BRIEF DESCRIPTION OF THE DRAWINGS
[0029] These and/or other aspects and advantages of the invention
will become apparent and more readily appreciated from the
following description of the embodiments, taken in conjunction with
the accompanying drawings of which:
[0030] FIG. 1 is a diagram of a conventional tunneling system of an
IPv4 network;
[0031] FIG. 2 is a diagram of a tunneling system of an IPv4
network, according to an aspect of the present invention;
[0032] FIG. 3 is a block diagram of parts of the tunneling system
of FIG. 2;
[0033] FIG. 4 shows a DHCP packet format;
[0034] FIG. 5 shows a typical DHCP message format;
[0035] FIG. 6 shows a DHCP requesting message format, according to
an aspect of the present invention;
[0036] FIG. 7 shows a DHCP replying message format, according to an
aspect of the present invention;
[0037] FIG. 8 is a flowchart of a method of providing information
regarding end-points of tunnels, according to an aspect of the
present invention; and
[0038] FIG. 9 is a flowchart of a method of configuring tunnels,
according to an aspect of the present invention.
DETAILED DESCRIPTION OF THE PREFERRED EMBODIMENTS
[0039] Reference will now be made in detail to the embodiments of
the present invention, examples of which are illustrated in the
accompanying drawings, wherein like reference numerals refer to the
like elements throughout. The embodiments are described below to
explain the present invention by referring to the figures.
[0040] FIG. 2 is a configuration of a tunneling system of an IPv4
Network, according to an aspect of the present invention. Referring
to FIG. 2, the tunneling system includes a first tunnel server 21,
a second tunnel server. 22, a third tunnel server 23, a first host
24, a second host 25, and a third host 26.
[0041] The first tunnel server 21 has a built-in IPv4/IPv6 dual
stack, and is located on the border between the IPv4 network and an
IPv6 network in which the first host 24 is placed. The first tunnel
server 21 supports dynamic host configuration protocol (DHCP) for
automatic tunnel configuration. It is understood that the network
may have other networks other than Ipv4 or Ipv6.
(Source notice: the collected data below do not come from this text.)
//! Client actor
//!
//! Two cooperating tasks front each connected WebSocket: a reader that
//! stamps inbound frames into [`Message`] records and feeds the owning
//! room's broadcast inbox, and a writer that multiplexes the outbound
//! queue, the keep-alive ticker, and the kick signal onto the socket.
//!
//! The tasks share no mutable state. The reader learns which room the
//! client is in (and its possibly-renamed nickname) through a watch
//! channel whose only writer is the room actor that currently owns the
//! client.

use std::time::Duration;

use futures_util::stream::{SplitSink, SplitStream};
use futures_util::{SinkExt, StreamExt};
use tokio::net::TcpStream;
use tokio::sync::{mpsc, watch};
use tokio::time::{interval, timeout, timeout_at, Instant, MissedTickBehavior};
use tokio_tungstenite::tungstenite::Message as WsMessage;
use tokio_tungstenite::WebSocketStream;
use tracing::{debug, warn};

use crate::error::AppError;
use crate::message::Message;
use crate::room::RoomHandle;
use crate::types::ClientId;

/// Time allowed to read the next frame from the peer
pub const PONG_WAIT: Duration = Duration::from_secs(60);

/// Time allowed to write a frame to the peer
pub const WRITE_WAIT: Duration = Duration::from_secs(10);

/// Ping interval; must be less than `PONG_WAIT`
pub const PING_PERIOD: Duration = Duration::from_secs(54);

/// Maximum frame size accepted from a peer; larger frames are dropped
pub const MAX_MESSAGE_SIZE: usize = 1024;

/// Capacity of each client's bounded outbound queue
pub const OUTBOUND_QUEUE_SIZE: usize = 32;

/// One item on a client's outbound queue
#[derive(Debug, Clone)]
pub enum Outbound {
    /// A JSON record; bursts of these are batched into one text frame,
    /// newline-separated
    Record(Message),
    /// The raw room-name frame sent on a room switch so the client UI can
    /// retitle; always its own frame
    RoomName(String),
}

/// The client's current room and nickname, as assigned by the owning room
#[derive(Debug, Clone)]
pub struct Binding {
    pub room: RoomHandle,
    pub nickname: String,
}

/// The handle a room holds for each member
///
/// Moved between rooms on a switch. The `outbound` sender here is the only
/// strong sender for the client's queue, so dropping the handle closes the
/// queue and winds the writer down.
#[derive(Debug)]
pub struct ClientHandle {
    pub id: ClientId,
    pub nickname: String,
    pub outbound: mpsc::Sender<Outbound>,
    pub kick: mpsc::Sender<()>,
    pub binding: watch::Sender<Binding>,
}

/// Strip surrounding whitespace and collapse embedded newlines to spaces
///
/// Newlines are the in-frame record separator, so they can never appear in
/// message content.
pub fn sanitize(text: &str) -> String {
    text.replace('\n', " ").trim().to_string()
}

/// Wrap a message as a server-to-client DM
pub fn server_dm(mut message: Message) -> Outbound {
    message.content = format!("(DM) {}", message.content);
    message.is_direct_message = true;
    Outbound::Record(message)
}

/// Wrap a message as a client-to-client DM
pub fn client_dm(nick: &str, mut message: Message) -> Outbound {
    message.content = format!("({}) {}", nick, message.content);
    message.is_direct_message = true;
    Outbound::Record(message)
}

/// Reads incoming frames from the client for relaying to its room
///
/// On read failure, EOF, or an expired deadline the reader enqueues an
/// unregister on the client's current room and exits; the writer then
/// winds down through queue closure.
pub async fn read_socket(
    mut stream: SplitStream<WebSocketStream<TcpStream>>,
    id: ClientId,
    binding: watch::Receiver<Binding>,
) {
    // only a pong reply moves the deadline; a peer that keeps sending
    // chat but never answers pings still expires
    let mut deadline = Instant::now() + PONG_WAIT;
    loop {
        let frame = match timeout_at(deadline, stream.next()).await {
            Err(_) => {
                debug!(client = %id, "read deadline expired");
                break;
            }
            Ok(None) => break,
            Ok(Some(Err(e))) => {
                debug!(client = %id, error = %e, "read error");
                break;
            }
            Ok(Some(Ok(frame))) => frame,
        };

        match frame {
            WsMessage::Text(text) => {
                if text.len() > MAX_MESSAGE_SIZE {
                    warn!(client = %id, len = text.len(), "dropping oversized frame");
                    continue;
                }
                let (room, nickname) = {
                    let bound = binding.borrow();
                    (bound.room.clone(), bound.nickname.clone())
                };
                let msg = Message::new(id.0, nickname, sanitize(&text), room.name.clone());
                if room.broadcast.send(msg).await.is_err() {
                    break;
                }
            }
            WsMessage::Close(_) => break,
            WsMessage::Pong(_) => deadline = Instant::now() + PONG_WAIT,
            // tungstenite queues the pong reply to an inbound ping itself
            WsMessage::Ping(_) => {}
            _ => {}
        }
    }

    let room = binding.borrow().room.clone();
    let _ = room.unregister.send(id).await;
    debug!(client = %id, "reader exited");
}

/// Moves records from the outbound queue to the socket
///
/// Multiplexes three sources: queue delivery (with burst batching into a
/// single frame), the keep-alive ticker, and the kick signal. Terminates
/// on queue closure, write failure, or kick; always sends a close frame
/// on the way out.
pub async fn write_socket(
    mut sink: SplitSink<WebSocketStream<TcpStream>, WsMessage>,
    mut outbound: mpsc::Receiver<Outbound>,
    mut kick: mpsc::Receiver<()>,
    id: ClientId,
) {
    let mut ticker = interval(PING_PERIOD);
    ticker.set_missed_tick_behavior(MissedTickBehavior::Delay);
    ticker.tick().await; // the first tick completes immediately
    let mut kick_open = true;

    loop {
        tokio::select! {
            item = outbound.recv() => match item {
                Some(Outbound::Record(first)) => {
                    if deliver_burst(&mut sink, &mut outbound, first).await.is_err() {
                        debug!(client = %id, "cannot write to connection");
                        break;
                    }
                }
                Some(Outbound::RoomName(name)) => {
                    if send_text(&mut sink, name).await.is_err() {
                        debug!(client = %id, "cannot write to connection");
                        break;
                    }
                }
                None => {
                    // room closed the queue
                    debug!(client = %id, "queue closed");
                    break;
                }
            },
            _ = ticker.tick() => {
                if send_frame(&mut sink, WsMessage::Ping(Vec::new())).await.is_err() {
                    debug!(client = %id, "failed to ping");
                    break;
                }
            }
            kicked = kick.recv(), if kick_open => match kicked {
                Some(()) => {
                    debug!(client = %id, "kicked");
                    break;
                }
                None => kick_open = false,
            },
        }
    }

    let _ = timeout(WRITE_WAIT, sink.close()).await;
    debug!(client = %id, "writer exited");
}

/// Write the first record plus everything currently queued behind it into
/// one text frame, newline-separated
async fn deliver_burst(
    sink: &mut SplitSink<WebSocketStream<TcpStream>, WsMessage>,
    outbound: &mut mpsc::Receiver<Outbound>,
    first: Message,
) -> Result<(), AppError> {
    let mut batch = vec![first];
    let mut retitle = None;
    while let Ok(next) = outbound.try_recv() {
        match next {
            Outbound::Record(msg) => batch.push(msg),
            Outbound::RoomName(name) => {
                // raw frames are never merged into a record frame
                retitle = Some(name);
                break;
            }
        }
    }
    send_text(sink, Message::encode_batch(&batch)?).await?;
    if let Some(name) = retitle {
        send_text(sink, name).await?;
    }
    Ok(())
}

async fn send_text(
    sink: &mut SplitSink<WebSocketStream<TcpStream>, WsMessage>,
    text: String,
) -> Result<(), AppError> {
    send_frame(sink, WsMessage::Text(text)).await
}

async fn send_frame(
    sink: &mut SplitSink<WebSocketStream<TcpStream>, WsMessage>,
    frame: WsMessage,
) -> Result<(), AppError> {
    match timeout(WRITE_WAIT, sink.send(frame)).await {
        Ok(result) => Ok(result?),
        Err(_) => Err(AppError::WriteTimeout),
    }
}

#[cfg(test)]
mod tests {
    use super::*;
    use uuid::Uuid;

    #[test]
    fn test_sanitize_trims_and_collapses() {
        assert_eq!(sanitize("  hello  "), "hello");
        assert_eq!(sanitize("a\nb\nc"), "a b c");
        assert_eq!(sanitize("\nhi\n"), "hi");
        assert_eq!(sanitize(""), "");
    }

    #[test]
    fn test_server_dm_prefix() {
        let msg = Message::new(Uuid::new_v4(), "main", "hello", "main");
        match server_dm(msg) {
            Outbound::Record(dm) => {
                assert_eq!(dm.content, "(DM) hello");
                assert!(dm.is_direct_message);
            }
            other => panic!("unexpected outbound item: {:?}", other),
        }
    }

    #[test]
    fn test_client_dm_prefix() {
        let msg = Message::new(Uuid::new_v4(), "alice", "psst", "main");
        match client_dm("bob", msg) {
            Outbound::Record(dm) => {
                assert_eq!(dm.content, "(bob) psst");
                assert!(dm.is_direct_message);
            }
            other => panic!("unexpected outbound item: {:?}", other),
        }
    }
}
//! Basic type definitions for the chat node
//!
//! One macro declares the UUID-backed id newtypes (`ClientId`, `RoomId`,
//! `NodeId`) so the constructors and trait impls every id shares are
//! defined once.

use serde::{Deserialize, Serialize};
use uuid::Uuid;

/// Declare a UUID v4 id newtype with the shared constructors and impls.
/// Each id hashes and serializes as its inner uuid.
macro_rules! uuid_id {
    ($(#[$doc:meta])* $name:ident) => {
        $(#[$doc])*
        #[derive(Debug, Clone, Copy, PartialEq, Eq, Hash, Serialize, Deserialize)]
        pub struct $name(pub Uuid);

        impl $name {
            /// Create a new random id
            pub fn new() -> Self {
                Self(Uuid::new_v4())
            }
        }

        impl Default for $name {
            fn default() -> Self {
                Self::new()
            }
        }

        impl std::fmt::Display for $name {
            fn fmt(&self, f: &mut std::fmt::Formatter<'_>) -> std::fmt::Result {
                write!(f, "{}", self.0)
            }
        }
    };
}

uuid_id! {
    /// Unique client identifier, assigned at accept time
    ClientId
}

uuid_id! {
    /// Unique room identifier; the node's name index maps display names
    /// (including DM-pair aliases) onto this id
    RoomId
}

uuid_id! {
    /// Unique node identifier, exchanged in the federation handshake
    NodeId
}

#[cfg(test)]
mod tests {
    use super::*;

    #[test]
    fn test_ids_are_unique() {
        assert_ne!(ClientId::new(), ClientId::new());
        assert_ne!(RoomId::new(), RoomId::new());
        assert_ne!(NodeId::new(), NodeId::new());
    }

    #[test]
    fn test_display_matches_inner_uuid() {
        let id = ClientId::new();
        assert_eq!(id.to_string(), id.0.to_string());
        assert_eq!(id.to_string().parse::<Uuid>().unwrap(), id.0);
    }

    #[test]
    fn test_serializes_as_bare_uuid() {
        let id = RoomId::new();
        let json = serde_json::to_string(&id).unwrap();
        assert_eq!(json, format!("\"{}\"", id.0));
        let back: RoomId = serde_json::from_str(&json).unwrap();
        assert_eq!(back, id);
    }
}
[0042] The second tunnel server 22 has a built-in IPv4 /IPv6 dual
stack, and is located on the border between the IPv4 network and an
IPv6 network in which the second host 25 is placed. The second
tunnel server 22 also supports DHCP for automatic tunnel
configuration.
[0043] The third tunnel server 23 has a built-in IPv4/IPv6 dual
stack, and is located on the border between the IPv4 network and an
IPv6 network in which the third host 26 is placed. The third tunnel
server 23 also supports DHCP for automatic tunnel
configuration.
[0044] A tunnel has already been configured between the first
tunnel server 21 and the second tunnel server 22, and the third
tunnel server 23 attempts to configure new tunnels which
respectively have the first tunnel server 21 and the second tunnel
server 22 as their (tunnel) end-points.
[0045] In order for the third tunnel server 23 to configure the new
tunnels, the third tunnel server 23 needs information regarding the
first tunnel server 21 and the second tunnel server 22. According
to an embodiment of the present invention, the third tunnel server
23 obtains the information using DHCP without any network
administrator's involvement, allowing the third tunnel server 23 to
create a tunneling list automatically.
[0046] Also, in order for the first tunnel server 21 or the second
tunnel server 22 to configure a tunnel having the third tunnel
server 23 as an end-point, the first tunnel server 21 or the second
tunnel server 22 needs information about the third tunnel server
23. According to the embodiment of the present invention, the first
tunnel server 21 or the second tunnel server 22 updates its own
tunneling list using DHCP without any network administrator's
involvement, allowing the tunneling list of the first tunnel server
21 or the second tunnel server 22 to be automatically updated.
[0047] FIG. 3 is a block diagram of parts of the tunneling system
of FIG. 2. Referring to FIG. 3, the first tunnel server 21 of FIG.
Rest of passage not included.